Jika aku memberinya nasehat, akan selalu berakhir menjadi pertengkaran. Selama ini aku lebih memilih untuk mengalah, namun tidak dengan kemarin malam. Perbincangan kami awalnya hanya sebuah perbedaan sudut pandang saja lalu berubah menjadi ajang duel. Saling lempar barang yang ada di sekitar kami. Dan berakhir dengan ucapan “pergi kau dari rumah ini dan jangan kembali.”

Malam itu, setelah melihat istriku keluar rumah sambil mengajak anakku, aku masih dipenuhi amarah. Aku masih membenarkan semua perilakuku, ucapanku dan keputusanku. Tapi tidak saat aku terbangun pagi ini.

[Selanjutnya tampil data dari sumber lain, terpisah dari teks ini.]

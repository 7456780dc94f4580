//! Error types for webminer-analysis
//!
//! Four categories are surfaced to callers:
//! - configuration errors (raised before any query is submitted)
//! - retrieval failures (a backend or tag source exhausted its retry budget)
//! - cancellation (distinct from failures, see [`AnalysisError::is_cancelled`])
//! - scoring/report errors

use crate::backends::BackendError;
use crate::models::CountKind;
use thiserror::Error;

/// Analysis run error type
#[derive(Debug, Error)]
pub enum AnalysisError {
    /// Missing or invalid setting, named by field
    #[error("Invalid configuration for {field}: {message}")]
    Config { field: String, message: String },

    /// A query could not be answered within the retry budget
    #[error(
        "Hit count retrieval failed for {kind} query '{query}' on backend {backend} ({site}) after {attempts} attempt(s): {source}"
    )]
    Retrieval {
        backend: String,
        site: String,
        kind: CountKind,
        query: String,
        attempts: u32,
        #[source]
        source: BackendError,
    },

    /// Tag ranking could not be retrieved within the retry budget
    #[error("Tag retrieval failed for '{term}' from {source_name} after {attempts} attempt(s): {source}")]
    TagRetrieval {
        source_name: String,
        term: String,
        attempts: u32,
        #[source]
        source: BackendError,
    },

    /// The caller requested cancellation between two queries
    #[error("Processing cancelled by user")]
    Cancelled,

    /// Counts required by the scoring function were not collected
    #[error("Scoring error: {0}")]
    Scoring(String),

    /// Backend setup failure (outside of a query)
    #[error("Backend error: {0}")]
    Backend(#[from] BackendError),

    /// Writing a report failed
    #[error("Report output error: {0}")]
    Report(#[from] std::io::Error),

    /// webminer-common error
    #[error(transparent)]
    Common(#[from] webminer_common::Error),
}

impl AnalysisError {
    pub fn config(field: impl Into<String>, message: impl Into<String>) -> Self {
        AnalysisError::Config {
            field: field.into(),
            message: message.into(),
        }
    }

    /// True when the run stopped because the user asked it to
    pub fn is_cancelled(&self) -> bool {
        matches!(self, AnalysisError::Cancelled)
    }
}

/// Result type for analysis operations
pub type AnalysisResult<T> = Result<T, AnalysisError>;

Ada rasa yang hilang, ada rasa bersalah yang besar. Bahkan beberapa kali aku memukul dadaku sembari mengutuki kebodohanku. Aku mencoba menelpon istriku, menanyakan keberadaannya. Namun tidak ada jawaban. Ya …...aku sadar jika istriku tidak mau menerima teleponku. 

Sudah seminggu ini rumah sepi tanpa suara omelan istriku dan tangisan Mayang, anak perempuanku yang baru belajar berjalan. Sementara aku hanya mengisi rasa sepi ini dengan asyik didepan laptop, berusaha menyibukkan diri dalam pekerjaan. Sambil tiap 5 menit mataku melirik ke arah hp. Barangkali istriku akan membalas chatku atau sekedar miscall aku. 

Sejak aku mengusir istri dan anakku, aku lebih banyak berbicara dengan diriku sendiri. Mengambil cermin dari sisi istriku, apakah aku ini adalah suami ideal untuknya? Apakah aku laki-laki kebanggaannya. Apakah aku layak menjadi imam baginya? 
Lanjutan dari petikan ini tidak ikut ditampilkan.